(Items from a dataset)
=== Begin Enclosure ===

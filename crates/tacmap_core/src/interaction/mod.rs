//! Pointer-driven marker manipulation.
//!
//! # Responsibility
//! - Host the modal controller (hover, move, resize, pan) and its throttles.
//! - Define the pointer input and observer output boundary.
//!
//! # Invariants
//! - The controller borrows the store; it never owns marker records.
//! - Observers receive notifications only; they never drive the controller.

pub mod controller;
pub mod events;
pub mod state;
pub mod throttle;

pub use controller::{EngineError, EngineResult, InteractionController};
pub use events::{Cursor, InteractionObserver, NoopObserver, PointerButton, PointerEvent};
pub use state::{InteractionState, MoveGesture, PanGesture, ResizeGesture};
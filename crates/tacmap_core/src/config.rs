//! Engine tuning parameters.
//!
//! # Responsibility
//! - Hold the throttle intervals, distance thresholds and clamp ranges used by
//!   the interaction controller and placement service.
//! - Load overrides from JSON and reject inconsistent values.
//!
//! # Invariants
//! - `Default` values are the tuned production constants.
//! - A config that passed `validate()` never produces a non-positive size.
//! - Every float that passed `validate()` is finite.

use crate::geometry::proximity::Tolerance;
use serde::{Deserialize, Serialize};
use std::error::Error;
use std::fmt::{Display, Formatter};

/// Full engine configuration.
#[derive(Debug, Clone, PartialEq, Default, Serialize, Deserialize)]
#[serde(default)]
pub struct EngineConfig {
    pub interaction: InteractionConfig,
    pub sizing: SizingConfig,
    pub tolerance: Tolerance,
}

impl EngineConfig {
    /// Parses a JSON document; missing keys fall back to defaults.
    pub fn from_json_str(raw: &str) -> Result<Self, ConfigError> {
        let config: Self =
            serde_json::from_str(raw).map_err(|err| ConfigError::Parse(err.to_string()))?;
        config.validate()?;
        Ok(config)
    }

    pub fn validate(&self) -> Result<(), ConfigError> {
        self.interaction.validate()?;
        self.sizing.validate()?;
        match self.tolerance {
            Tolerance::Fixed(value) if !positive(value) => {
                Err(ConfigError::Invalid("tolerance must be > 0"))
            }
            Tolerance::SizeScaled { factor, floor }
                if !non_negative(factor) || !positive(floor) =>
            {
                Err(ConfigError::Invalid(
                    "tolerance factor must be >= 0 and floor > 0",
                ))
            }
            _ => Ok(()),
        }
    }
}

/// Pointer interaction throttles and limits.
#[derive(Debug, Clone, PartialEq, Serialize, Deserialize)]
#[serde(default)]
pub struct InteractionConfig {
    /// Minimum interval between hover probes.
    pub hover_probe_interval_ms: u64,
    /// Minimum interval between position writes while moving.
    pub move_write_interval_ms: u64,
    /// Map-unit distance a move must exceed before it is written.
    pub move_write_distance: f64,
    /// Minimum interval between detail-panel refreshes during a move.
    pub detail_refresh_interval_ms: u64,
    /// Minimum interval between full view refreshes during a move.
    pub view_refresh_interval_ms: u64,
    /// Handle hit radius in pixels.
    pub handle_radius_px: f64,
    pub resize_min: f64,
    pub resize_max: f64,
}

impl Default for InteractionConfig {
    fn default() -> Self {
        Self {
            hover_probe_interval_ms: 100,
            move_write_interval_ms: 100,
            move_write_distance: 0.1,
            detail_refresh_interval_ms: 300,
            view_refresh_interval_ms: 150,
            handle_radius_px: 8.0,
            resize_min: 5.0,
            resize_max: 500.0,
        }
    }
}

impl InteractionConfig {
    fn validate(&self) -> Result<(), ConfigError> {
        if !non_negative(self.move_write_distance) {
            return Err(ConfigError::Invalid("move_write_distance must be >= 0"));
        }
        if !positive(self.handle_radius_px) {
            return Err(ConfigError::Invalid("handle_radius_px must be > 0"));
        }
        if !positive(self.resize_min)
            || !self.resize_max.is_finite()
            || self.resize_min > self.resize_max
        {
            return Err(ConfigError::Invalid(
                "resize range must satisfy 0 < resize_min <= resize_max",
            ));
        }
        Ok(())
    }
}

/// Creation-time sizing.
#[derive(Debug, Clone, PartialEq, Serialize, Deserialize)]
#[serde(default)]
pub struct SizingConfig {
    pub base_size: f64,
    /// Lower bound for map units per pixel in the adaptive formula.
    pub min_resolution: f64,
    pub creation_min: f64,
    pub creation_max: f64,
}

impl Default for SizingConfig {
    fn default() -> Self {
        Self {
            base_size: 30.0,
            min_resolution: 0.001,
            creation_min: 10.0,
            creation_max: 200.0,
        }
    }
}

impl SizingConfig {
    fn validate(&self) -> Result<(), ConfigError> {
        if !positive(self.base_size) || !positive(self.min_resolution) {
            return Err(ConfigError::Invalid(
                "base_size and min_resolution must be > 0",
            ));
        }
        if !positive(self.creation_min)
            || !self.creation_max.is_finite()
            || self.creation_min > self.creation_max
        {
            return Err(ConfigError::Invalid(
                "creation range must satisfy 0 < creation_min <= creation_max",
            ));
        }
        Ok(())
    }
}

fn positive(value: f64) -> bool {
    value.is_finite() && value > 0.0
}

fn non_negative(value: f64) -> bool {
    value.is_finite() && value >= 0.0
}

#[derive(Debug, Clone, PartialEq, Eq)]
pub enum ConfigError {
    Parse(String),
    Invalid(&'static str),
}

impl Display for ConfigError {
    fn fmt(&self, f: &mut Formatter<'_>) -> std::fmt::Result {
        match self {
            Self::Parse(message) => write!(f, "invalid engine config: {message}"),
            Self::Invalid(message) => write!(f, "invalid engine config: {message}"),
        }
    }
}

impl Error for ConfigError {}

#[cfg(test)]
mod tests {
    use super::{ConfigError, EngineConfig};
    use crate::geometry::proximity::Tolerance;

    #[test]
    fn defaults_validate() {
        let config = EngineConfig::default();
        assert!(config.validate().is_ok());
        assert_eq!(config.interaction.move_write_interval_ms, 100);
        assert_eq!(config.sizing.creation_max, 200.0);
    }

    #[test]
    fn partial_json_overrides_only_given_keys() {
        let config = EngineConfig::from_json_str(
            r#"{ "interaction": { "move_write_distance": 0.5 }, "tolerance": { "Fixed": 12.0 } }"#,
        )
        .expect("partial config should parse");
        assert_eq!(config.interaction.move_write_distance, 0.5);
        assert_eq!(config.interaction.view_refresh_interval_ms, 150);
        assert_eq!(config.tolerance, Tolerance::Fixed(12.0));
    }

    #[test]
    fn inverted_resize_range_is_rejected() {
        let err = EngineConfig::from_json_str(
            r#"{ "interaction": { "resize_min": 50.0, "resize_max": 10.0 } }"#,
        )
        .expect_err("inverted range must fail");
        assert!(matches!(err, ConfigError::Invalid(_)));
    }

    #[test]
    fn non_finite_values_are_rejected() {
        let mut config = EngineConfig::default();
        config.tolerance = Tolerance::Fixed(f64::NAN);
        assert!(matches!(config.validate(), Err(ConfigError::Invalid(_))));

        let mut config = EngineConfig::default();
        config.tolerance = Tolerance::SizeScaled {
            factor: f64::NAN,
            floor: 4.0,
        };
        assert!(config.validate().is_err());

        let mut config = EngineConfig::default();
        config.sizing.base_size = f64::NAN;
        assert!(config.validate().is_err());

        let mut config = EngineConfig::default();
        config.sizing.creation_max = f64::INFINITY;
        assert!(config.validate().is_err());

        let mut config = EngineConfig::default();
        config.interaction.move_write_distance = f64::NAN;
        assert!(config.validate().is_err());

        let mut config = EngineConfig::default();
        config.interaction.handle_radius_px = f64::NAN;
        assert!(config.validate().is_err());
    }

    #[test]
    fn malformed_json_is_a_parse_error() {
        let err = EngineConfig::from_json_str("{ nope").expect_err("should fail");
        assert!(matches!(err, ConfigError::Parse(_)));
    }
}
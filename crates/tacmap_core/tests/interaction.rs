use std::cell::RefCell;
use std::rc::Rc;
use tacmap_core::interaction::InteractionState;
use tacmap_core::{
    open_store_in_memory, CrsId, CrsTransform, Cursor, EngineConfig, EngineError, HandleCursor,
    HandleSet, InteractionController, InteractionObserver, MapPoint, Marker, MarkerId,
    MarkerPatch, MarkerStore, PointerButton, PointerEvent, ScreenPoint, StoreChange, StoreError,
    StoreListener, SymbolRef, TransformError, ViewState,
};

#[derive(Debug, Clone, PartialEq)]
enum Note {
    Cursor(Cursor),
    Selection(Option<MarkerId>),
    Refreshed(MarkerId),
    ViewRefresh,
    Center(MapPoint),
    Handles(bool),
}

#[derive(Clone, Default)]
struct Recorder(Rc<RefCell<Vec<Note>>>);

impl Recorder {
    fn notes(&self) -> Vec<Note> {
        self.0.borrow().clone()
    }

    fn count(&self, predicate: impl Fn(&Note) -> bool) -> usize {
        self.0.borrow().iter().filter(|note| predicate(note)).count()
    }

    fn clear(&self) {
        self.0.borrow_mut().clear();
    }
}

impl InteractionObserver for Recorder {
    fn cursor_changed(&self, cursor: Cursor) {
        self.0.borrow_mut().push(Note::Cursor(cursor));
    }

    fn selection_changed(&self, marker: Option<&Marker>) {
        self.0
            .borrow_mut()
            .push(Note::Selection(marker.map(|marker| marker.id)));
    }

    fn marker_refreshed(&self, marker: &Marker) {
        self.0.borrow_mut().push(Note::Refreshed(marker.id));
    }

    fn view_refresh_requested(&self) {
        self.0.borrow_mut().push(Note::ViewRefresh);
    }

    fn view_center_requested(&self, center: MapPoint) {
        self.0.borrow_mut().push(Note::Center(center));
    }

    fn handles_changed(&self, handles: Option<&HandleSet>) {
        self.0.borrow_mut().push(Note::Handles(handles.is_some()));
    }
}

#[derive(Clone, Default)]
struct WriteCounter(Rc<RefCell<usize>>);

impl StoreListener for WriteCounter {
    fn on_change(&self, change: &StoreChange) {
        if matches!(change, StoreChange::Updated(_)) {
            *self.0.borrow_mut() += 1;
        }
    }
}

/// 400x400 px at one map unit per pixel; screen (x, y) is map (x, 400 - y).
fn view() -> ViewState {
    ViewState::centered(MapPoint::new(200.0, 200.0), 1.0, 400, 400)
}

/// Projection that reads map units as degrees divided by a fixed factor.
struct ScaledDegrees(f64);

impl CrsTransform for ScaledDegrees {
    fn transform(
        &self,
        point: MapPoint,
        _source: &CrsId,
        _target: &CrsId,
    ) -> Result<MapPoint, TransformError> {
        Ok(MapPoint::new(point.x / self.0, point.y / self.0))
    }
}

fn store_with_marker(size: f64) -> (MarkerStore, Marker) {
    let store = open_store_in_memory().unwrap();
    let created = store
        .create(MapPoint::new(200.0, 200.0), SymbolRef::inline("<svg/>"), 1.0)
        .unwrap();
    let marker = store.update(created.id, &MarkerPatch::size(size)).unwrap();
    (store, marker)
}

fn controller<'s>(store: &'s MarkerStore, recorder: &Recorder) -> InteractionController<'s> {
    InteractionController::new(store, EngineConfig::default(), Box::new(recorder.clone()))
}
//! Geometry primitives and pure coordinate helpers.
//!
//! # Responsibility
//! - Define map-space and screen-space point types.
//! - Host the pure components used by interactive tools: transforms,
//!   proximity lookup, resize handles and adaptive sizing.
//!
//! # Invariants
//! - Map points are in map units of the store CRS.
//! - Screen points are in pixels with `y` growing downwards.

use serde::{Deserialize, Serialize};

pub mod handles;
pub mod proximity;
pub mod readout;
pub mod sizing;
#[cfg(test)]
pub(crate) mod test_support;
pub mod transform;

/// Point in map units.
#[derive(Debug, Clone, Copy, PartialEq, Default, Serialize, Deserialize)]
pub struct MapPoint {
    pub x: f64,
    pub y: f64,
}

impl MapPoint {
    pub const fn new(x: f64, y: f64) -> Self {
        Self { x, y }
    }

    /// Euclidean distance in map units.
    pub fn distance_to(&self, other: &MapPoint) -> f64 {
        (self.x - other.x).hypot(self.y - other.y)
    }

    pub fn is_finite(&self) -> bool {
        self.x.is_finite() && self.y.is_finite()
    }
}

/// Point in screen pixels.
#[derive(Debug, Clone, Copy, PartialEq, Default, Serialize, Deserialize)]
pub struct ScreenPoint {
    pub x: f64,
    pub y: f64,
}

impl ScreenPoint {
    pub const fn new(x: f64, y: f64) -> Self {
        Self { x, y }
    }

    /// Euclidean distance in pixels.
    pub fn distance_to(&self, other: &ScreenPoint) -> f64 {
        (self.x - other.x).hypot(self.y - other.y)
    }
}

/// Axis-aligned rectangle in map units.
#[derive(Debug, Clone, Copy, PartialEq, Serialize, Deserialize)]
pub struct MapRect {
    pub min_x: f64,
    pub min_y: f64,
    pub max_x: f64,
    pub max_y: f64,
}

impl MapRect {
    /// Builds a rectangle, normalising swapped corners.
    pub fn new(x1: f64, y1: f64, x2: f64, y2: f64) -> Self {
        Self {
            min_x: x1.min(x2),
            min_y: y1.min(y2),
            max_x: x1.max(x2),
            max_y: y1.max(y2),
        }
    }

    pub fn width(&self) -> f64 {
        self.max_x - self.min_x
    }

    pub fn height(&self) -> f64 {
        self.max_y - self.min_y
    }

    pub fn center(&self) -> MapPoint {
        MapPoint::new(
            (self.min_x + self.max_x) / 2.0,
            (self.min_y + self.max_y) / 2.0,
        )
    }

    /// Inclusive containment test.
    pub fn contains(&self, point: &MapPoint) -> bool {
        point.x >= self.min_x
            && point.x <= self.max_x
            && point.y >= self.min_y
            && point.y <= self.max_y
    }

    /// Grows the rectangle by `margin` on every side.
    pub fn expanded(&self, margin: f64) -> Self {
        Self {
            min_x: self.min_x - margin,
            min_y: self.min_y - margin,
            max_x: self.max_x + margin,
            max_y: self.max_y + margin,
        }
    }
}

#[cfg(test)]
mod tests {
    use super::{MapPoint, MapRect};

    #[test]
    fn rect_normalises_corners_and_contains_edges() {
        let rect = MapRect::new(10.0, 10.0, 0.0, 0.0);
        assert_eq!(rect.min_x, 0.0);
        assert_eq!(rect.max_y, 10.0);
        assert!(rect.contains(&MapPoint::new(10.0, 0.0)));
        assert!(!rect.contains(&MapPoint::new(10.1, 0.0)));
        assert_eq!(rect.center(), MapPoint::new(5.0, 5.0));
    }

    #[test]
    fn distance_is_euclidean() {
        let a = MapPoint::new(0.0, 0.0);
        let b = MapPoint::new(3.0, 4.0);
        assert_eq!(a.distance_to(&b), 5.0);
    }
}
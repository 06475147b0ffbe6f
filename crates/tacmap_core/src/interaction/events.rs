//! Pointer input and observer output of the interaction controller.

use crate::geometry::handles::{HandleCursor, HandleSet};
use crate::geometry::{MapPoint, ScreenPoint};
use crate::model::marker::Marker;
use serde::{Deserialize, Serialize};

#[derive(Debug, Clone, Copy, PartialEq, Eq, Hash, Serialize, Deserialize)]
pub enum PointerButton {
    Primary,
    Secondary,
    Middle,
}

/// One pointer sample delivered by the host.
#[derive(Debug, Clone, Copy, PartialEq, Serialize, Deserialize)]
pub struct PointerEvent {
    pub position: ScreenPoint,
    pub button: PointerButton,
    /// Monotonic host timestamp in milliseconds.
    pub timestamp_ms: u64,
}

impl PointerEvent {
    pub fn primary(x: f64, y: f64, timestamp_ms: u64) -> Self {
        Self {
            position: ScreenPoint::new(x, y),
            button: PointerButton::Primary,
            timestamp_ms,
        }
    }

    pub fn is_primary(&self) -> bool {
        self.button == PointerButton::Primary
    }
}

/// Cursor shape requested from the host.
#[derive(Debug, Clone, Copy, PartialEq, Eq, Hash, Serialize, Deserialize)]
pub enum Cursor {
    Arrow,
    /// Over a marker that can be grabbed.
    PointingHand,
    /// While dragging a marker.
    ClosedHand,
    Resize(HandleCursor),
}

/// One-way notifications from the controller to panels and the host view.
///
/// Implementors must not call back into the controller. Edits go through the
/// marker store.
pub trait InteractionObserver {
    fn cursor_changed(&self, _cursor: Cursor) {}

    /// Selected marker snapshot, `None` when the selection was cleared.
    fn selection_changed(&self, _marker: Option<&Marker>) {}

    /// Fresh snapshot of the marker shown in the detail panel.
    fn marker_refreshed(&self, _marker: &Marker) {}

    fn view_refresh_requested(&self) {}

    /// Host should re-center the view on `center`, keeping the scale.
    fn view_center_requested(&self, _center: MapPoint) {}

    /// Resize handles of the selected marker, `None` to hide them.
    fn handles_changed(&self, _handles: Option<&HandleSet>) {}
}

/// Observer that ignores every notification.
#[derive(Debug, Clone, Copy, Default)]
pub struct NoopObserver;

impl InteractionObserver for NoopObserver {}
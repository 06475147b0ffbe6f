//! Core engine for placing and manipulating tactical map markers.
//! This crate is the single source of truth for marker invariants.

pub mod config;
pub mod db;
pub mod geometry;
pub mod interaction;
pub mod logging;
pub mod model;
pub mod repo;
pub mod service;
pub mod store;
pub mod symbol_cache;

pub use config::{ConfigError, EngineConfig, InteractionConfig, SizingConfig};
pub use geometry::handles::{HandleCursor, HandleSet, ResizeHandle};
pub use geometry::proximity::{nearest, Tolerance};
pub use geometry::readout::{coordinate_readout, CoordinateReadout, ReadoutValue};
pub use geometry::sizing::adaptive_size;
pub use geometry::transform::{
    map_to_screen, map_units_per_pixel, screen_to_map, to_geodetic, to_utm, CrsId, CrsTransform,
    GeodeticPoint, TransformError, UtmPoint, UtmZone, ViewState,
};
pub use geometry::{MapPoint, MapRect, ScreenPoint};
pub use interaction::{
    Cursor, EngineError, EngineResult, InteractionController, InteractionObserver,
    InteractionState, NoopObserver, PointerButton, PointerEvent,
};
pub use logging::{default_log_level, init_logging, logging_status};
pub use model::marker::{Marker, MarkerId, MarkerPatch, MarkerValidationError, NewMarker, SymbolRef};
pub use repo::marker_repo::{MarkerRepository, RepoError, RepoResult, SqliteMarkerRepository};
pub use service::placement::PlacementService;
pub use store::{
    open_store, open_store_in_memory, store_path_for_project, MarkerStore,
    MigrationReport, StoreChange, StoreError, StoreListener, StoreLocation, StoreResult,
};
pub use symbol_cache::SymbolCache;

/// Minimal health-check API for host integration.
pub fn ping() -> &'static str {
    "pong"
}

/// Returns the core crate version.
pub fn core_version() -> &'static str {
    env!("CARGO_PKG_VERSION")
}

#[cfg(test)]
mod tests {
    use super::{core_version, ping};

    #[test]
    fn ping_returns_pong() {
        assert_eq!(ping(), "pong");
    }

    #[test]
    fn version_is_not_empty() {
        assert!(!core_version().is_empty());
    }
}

=== End Enclosure ===

_About this exercise_:
Say how many lines of the data above include the word "fail", and add nothing further.

_Your response_:
2